With care I moved to the main entry. I had a closer view of what I has seen upstairs. Jeeps and wheeled cannon, ambulances and helicopters overhead. The desk clerk joined me and pointed up behind me to the facade of the hotel. Overnight, silently, crews had removed the electric portrait facing our building and replaced it with a huge sheet with a painted slogan. Looking around at other buildings I saw similar transformations. My revolution was nothing more than the beginning of a day long parade and celebration.

By the way, thanks Jay for the tips on the tear gas and your good counsel Gunny Thayer.

2:38 a.m. PDT. It's September 29 all over again. United 839 en route SFO. seat 21D

It's half past 5 in the afternoon in HK. We're up by the Aleutians. I'm not sure what time it is. In my sojourn at the airport I find a monkey trinket for Evie.

News reports say protests are growing and spreading and some workers and schools are striking in support. Government has pulled the police off the streets for now. So they say.

What a day.

Tuesday, September 30, 12:27 p.m., home

Still shaking off the cobwebs from the 7,500 miles it took to get home. I have new respect for those travelers who fly back and forth from the west coast to Australia and Asia. It takes a hearty constitution and a patient soul. A lot more than little adjustments to endure those flights.
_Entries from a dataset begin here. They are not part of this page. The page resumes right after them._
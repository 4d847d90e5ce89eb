//! Obstacle motion policies
//!
//! One policy is chosen per game from the difficulty level and stays fixed
//! until the game is restarted. Each policy owns the per-obstacle motion
//! state (velocities or oscillators); the obstacles themselves belong to the
//! arena and are passed in on every tick.
//!
//! - Dumb/Easy: diagonal motion, reflecting off the arena walls
//! - Normal: diagonal motion, wrapping around the arena (torus)
//! - Tough/Insane: per-axis sinusoidal sweeps with seeded frequencies

use glam::DVec2;
use rand::{Rng, SeedableRng};
use rand_pcg::Pcg32;
use serde::{Deserialize, Serialize};

use super::collision::circle_out_of_bounds;
use super::shape::{Bounds, Circle, Obstacle};
use crate::tuning::Tuning;
use crate::{base_speed, round_half_up};

/// Difficulty levels, numbered the way they are stored
#[derive(Debug, Clone, Copy, PartialEq, Eq, Hash, Serialize, Deserialize, Default)]
pub enum Difficulty {
    Dumb = 1,
    Easy = 2,
    #[default]
    Normal = 3,
    Tough = 4,
    Insane = 5,
}

impl Difficulty {
    pub const ALL: [Difficulty; 5] = [
        Difficulty::Dumb,
        Difficulty::Easy,
        Difficulty::Normal,
        Difficulty::Tough,
        Difficulty::Insane,
    ];

    /// Map a stored level to a difficulty (unknown levels fall back to Normal)
    pub fn from_level(level: u8) -> Self {
        match level {
            1 => Difficulty::Dumb,
            2 => Difficulty::Easy,
            4 => Difficulty::Tough,
            5 => Difficulty::Insane,
            _ => Difficulty::Normal,
        }
    }

    pub fn level(&self) -> u8 {
        *self as u8
    }

    pub fn as_str(&self) -> &'static str {
        match self {
            Difficulty::Dumb => "Dumb",
            Difficulty::Easy => "Easy",
            Difficulty::Normal => "Normal",
            Difficulty::Tough => "Tough",
            Difficulty::Insane => "Insane",
        }
    }

    pub fn parse(s: &str) -> Option<Self> {
        match s.to_lowercase().as_str() {
            "dumb" | "1" => Some(Difficulty::Dumb),
            "easy" | "2" => Some(Difficulty::Easy),
            "normal" | "3" => Some(Difficulty::Normal),
            "tough" | "4" => Some(Difficulty::Tough),
            "insane" | "5" => Some(Difficulty::Insane),
            _ => None,
        }
    }
}

/// Strategy that moves the obstacles and decides whether leaving the arena
/// loses the game
pub trait MotionPolicy: std::fmt::Debug {
    /// Difficulty this policy was built for
    fn difficulty(&self) -> Difficulty;

    /// Arena the policy keeps its obstacles in
    fn bounds(&self) -> Bounds;

    /// Advance every obstacle by `dt` milliseconds
    fn move_shapes(&mut self, obstacles: &mut [Obstacle], dt: f64);

    /// Whether the player circle has left the arena
    fn is_out_of_bounds(&self, circle: &Circle) -> bool {
        circle_out_of_bounds(circle, self.bounds())
    }
}

/// Clamp one axis back into `[0, limit - extent]`, negating `vel` on a hit
#[inline]
fn reflect_axis(pos: f64, extent: f64, limit: f64, vel: &mut f64) -> f64 {
    if pos < 0.0 {
        *vel = -*vel;
        0.0
    } else if pos + extent > limit {
        *vel = -*vel;
        limit - extent
    } else {
        pos
    }
}

/// Straight-line motion that bounces off the arena walls
///
/// Out-of-bounds positions are put back on the wall explicitly. Only flipping
/// the direction would leave the shape outside for another frame, where it
/// would flip again and jitter along the edge.
#[derive(Debug, Clone)]
pub struct Reflect {
    difficulty: Difficulty,
    bounds: Bounds,
    velocities: Vec<DVec2>,
    /// Dumb never ends a game for leaving the arena
    checks_bounds: bool,
}

impl Reflect {
    /// Every obstacle starts moving down-right at `speed` px/ms on both axes
    pub fn new(difficulty: Difficulty, bounds: Bounds, count: usize, speed: f64) -> Self {
        Self::with_velocities(difficulty, bounds, vec![DVec2::splat(speed); count])
    }

    pub fn with_velocities(difficulty: Difficulty, bounds: Bounds, velocities: Vec<DVec2>) -> Self {
        Self {
            difficulty,
            bounds,
            velocities,
            checks_bounds: difficulty != Difficulty::Dumb,
        }
    }

    pub fn dumb(bounds: Bounds, count: usize, tuning: &Tuning) -> Self {
        let speed = base_speed(tuning.dumb_speed, bounds);
        Self::new(Difficulty::Dumb, bounds, count, speed)
    }

    pub fn easy(bounds: Bounds, count: usize, tuning: &Tuning) -> Self {
        let speed = base_speed(tuning.easy_speed, bounds);
        Self::new(Difficulty::Easy, bounds, count, speed)
    }

    pub fn velocities(&self) -> &[DVec2] {
        &self.velocities
    }
}

impl MotionPolicy for Reflect {
    fn difficulty(&self) -> Difficulty {
        self.difficulty
    }

    fn bounds(&self) -> Bounds {
        self.bounds
    }

    fn move_shapes(&mut self, obstacles: &mut [Obstacle], dt: f64) {
        let bounds = self.bounds;
        for (obstacle, vel) in obstacles.iter_mut().zip(self.velocities.iter_mut()) {
            // x = x0 + u*dt
            let pos = obstacle.pos();
            let x = pos.x + round_half_up(vel.x * dt);
            let y = pos.y + round_half_up(vel.y * dt);

            let x = reflect_axis(x, obstacle.width(), bounds.width, &mut vel.x);
            let y = reflect_axis(y, obstacle.height(), bounds.height, &mut vel.y);
            obstacle.move_to(DVec2::new(x, y));
        }
    }

    fn is_out_of_bounds(&self, circle: &Circle) -> bool {
        self.checks_bounds && circle_out_of_bounds(circle, self.bounds)
    }
}

/// Straight-line motion on a torus: leaving one edge re-enters at the other
#[derive(Debug, Clone)]
pub struct Wrap {
    bounds: Bounds,
    velocities: Vec<DVec2>,
}

impl Wrap {
    /// Even obstacles head down-right, odd ones down-left
    pub fn new(bounds: Bounds, count: usize, speed: f64) -> Self {
        let velocities = (0..count)
            .map(|i| {
                let dx = if i % 2 == 0 { speed } else { -speed };
                DVec2::new(dx, speed)
            })
            .collect();
        Self::with_velocities(bounds, velocities)
    }

    pub fn with_velocities(bounds: Bounds, velocities: Vec<DVec2>) -> Self {
        Self { bounds, velocities }
    }

    pub fn normal(bounds: Bounds, count: usize, tuning: &Tuning) -> Self {
        Self::new(bounds, count, base_speed(tuning.normal_speed, bounds))
    }

    pub fn velocities(&self) -> &[DVec2] {
        &self.velocities
    }
}

/// `(pos + delta) mod limit`, always in `[0, limit)`
#[inline]
fn wrap_axis(pos: f64, delta: f64, limit: f64) -> f64 {
    let wrapped = (pos + delta + limit).rem_euclid(limit);
    // rem_euclid can round up to `limit` for tiny negative inputs
    if wrapped >= limit { 0.0 } else { wrapped }
}

impl MotionPolicy for Wrap {
    fn difficulty(&self) -> Difficulty {
        Difficulty::Normal
    }

    fn bounds(&self) -> Bounds {
        self.bounds
    }

    fn move_shapes(&mut self, obstacles: &mut [Obstacle], dt: f64) {
        let bounds = self.bounds;
        for (obstacle, vel) in obstacles.iter_mut().zip(self.velocities.iter()) {
            let pos = obstacle.pos();
            let x = wrap_axis(pos.x, round_half_up(vel.x * dt), bounds.width);
            let y = wrap_axis(pos.y, round_half_up(vel.y * dt), bounds.height);
            obstacle.move_to(DVec2::new(x, y));
        }
    }
}

/// One axis of a sinusoidal sweep: `amplitude * sin(omega * t + phase) + center`
#[derive(Debug, Clone, Copy, PartialEq)]
pub struct Oscillator {
    pub center: f64,
    pub amplitude: f64,
    /// Angular frequency in rad/ms
    pub omega: f64,
    pub phase: f64,
}

impl Oscillator {
    /// Sweep the free range `[0, limit - extent]`, starting at `start`
    ///
    /// `speed` is the peak linear speed in px/ms before `factor` is applied.
    pub fn spanning(start: f64, extent: f64, limit: f64, speed: f64, factor: f64) -> Self {
        let half_range = ((limit - extent) / 2.0).max(0.0);
        if half_range == 0.0 {
            return Self {
                center: 0.0,
                amplitude: 0.0,
                omega: 0.0,
                phase: 0.0,
            };
        }

        let offset = ((start - half_range) / half_range).clamp(-1.0, 1.0);
        Self {
            center: half_range,
            amplitude: half_range,
            omega: speed * factor / half_range,
            phase: offset.asin(),
        }
    }

    pub fn position(&self, t: f64) -> f64 {
        self.amplitude * (self.omega * t + self.phase).sin() + self.center
    }
}

/// Per-axis sinusoidal motion with seeded, slightly mismatched frequencies
///
/// Mismatched x/y frequencies trace Lissajous curves, so the paths are hard to
/// predict but still stay inside the arena.
#[derive(Debug, Clone)]
pub struct Oscillate {
    difficulty: Difficulty,
    bounds: Bounds,
    /// (x, y) oscillators per obstacle
    axes: Vec<(Oscillator, Oscillator)>,
    /// Time since the policy was created (ms)
    elapsed: f64,
}

impl Oscillate {
    pub fn new(
        difficulty: Difficulty,
        bounds: Bounds,
        obstacles: &[Obstacle],
        speed: f64,
        jitter: (f64, f64),
        seed: u64,
    ) -> Self {
        let mut rng = Pcg32::seed_from_u64(seed);
        let (low, high) = jitter;
        let axes = obstacles
            .iter()
            .map(|obstacle| {
                let pos = obstacle.pos();
                let fx = if high > low { rng.random_range(low..high) } else { low };
                let fy = if high > low { rng.random_range(low..high) } else { low };
                (
                    Oscillator::spanning(pos.x, obstacle.width(), bounds.width, speed, fx),
                    Oscillator::spanning(pos.y, obstacle.height(), bounds.height, speed, fy),
                )
            })
            .collect();

        Self {
            difficulty,
            bounds,
            axes,
            elapsed: 0.0,
        }
    }

    pub fn tough(bounds: Bounds, obstacles: &[Obstacle], tuning: &Tuning, seed: u64) -> Self {
        let speed = base_speed(tuning.tough_speed, bounds);
        Self::new(Difficulty::Tough, bounds, obstacles, speed, tuning.tough_jitter, seed)
    }

    pub fn insane(bounds: Bounds, obstacles: &[Obstacle], tuning: &Tuning, seed: u64) -> Self {
        let speed = base_speed(tuning.insane_speed, bounds);
        Self::new(Difficulty::Insane, bounds, obstacles, speed, tuning.insane_jitter, seed)
    }

    pub fn oscillators(&self) -> &[(Oscillator, Oscillator)] {
        &self.axes
    }
}

impl MotionPolicy for Oscillate {
    fn difficulty(&self) -> Difficulty {
        self.difficulty
    }

    fn bounds(&self) -> Bounds {
        self.bounds
    }

    fn move_shapes(&mut self, obstacles: &mut [Obstacle], dt: f64) {
        self.elapsed += dt;
        let t = self.elapsed;
        let bounds = self.bounds;
        for (obstacle, (ox, oy)) in obstacles.iter_mut().zip(self.axes.iter()) {
            let max_x = (bounds.width - obstacle.width()).max(0.0);
            let max_y = (bounds.height - obstacle.height()).max(0.0);
            let x = round_half_up(ox.position(t)).clamp(0.0, max_x);
            let y = round_half_up(oy.position(t)).clamp(0.0, max_y);
            obstacle.move_to(DVec2::new(x, y));
        }
    }
}

/// Build the policy for a difficulty
///
/// `obstacles` are the spawn positions; `seed` only matters for the
/// oscillating policies.
pub fn make_policy(
    difficulty: Difficulty,
    bounds: Bounds,
    obstacles: &[Obstacle],
    tuning: &Tuning,
    seed: u64,
) -> Box<dyn MotionPolicy> {
    let count = obstacles.len();
    let policy: Box<dyn MotionPolicy> = match difficulty {
        Difficulty::Dumb => Box::new(Reflect::dumb(bounds, count, tuning)),
        Difficulty::Easy => Box::new(Reflect::easy(bounds, count, tuning)),
        Difficulty::Normal => Box::new(Wrap::normal(bounds, count, tuning)),
        Difficulty::Tough => Box::new(Oscillate::tough(bounds, obstacles, tuning, seed)),
        Difficulty::Insane => Box::new(Oscillate::insane(bounds, obstacles, tuning, seed)),
    };
    log::debug!(
        "Built {} motion policy for {} obstacles in {}x{}",
        difficulty.as_str(),
        count,
        bounds.width,
        bounds.height
    );
    policy
}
I stagger off in SFO where it takes 10 minutes to go through the immigration line, 5 to clear customs and near an HOUR! to get my bags. My luxurious three hour layover disappears as I stare forlornly at the baggage carousel... such a cheery name for a device that could sit alongside a medieval torture chamber in some museum of horrible places. (There's a novel thought. Imagine some of the other displays: any stadium rest room in the fourth quarter of a US football game, your dentist's waiting room, a rain-soaked bus stop in a city's skid road... ugh). My plan to grab a Boudin turkey sandwich and an Irish Coffee at SFO's branch of the Buena Visit is abandoned in favor of a 30-minute slouch while I wait to charge my flat-lined electronics in front of the only remaining open electrical plug I can find in the terminal.

The flight to SEA is blessedly trouble free with no one next to me to interrupt my sleep. Ever-reliable Jay is there to whisk me home. It is fall, overcast and cool... a stunning contrast to where I was 16 hours ago. We talk about the Occupy Central protests. Jay is well-informed, better than I, on this topic. He provides some interesting perspective to think about.

Home. How perfect the end of the Wizard of Oz, "there's no place like home, Aunty 'Em!"

Oh, in case you were concerned. I found Evie's monkey.

......

Thanks to all of you who joined me on the trip. Knowing you are out there and giving me the opportunity to kill some of the lonely time productively is appreciated. Thank you.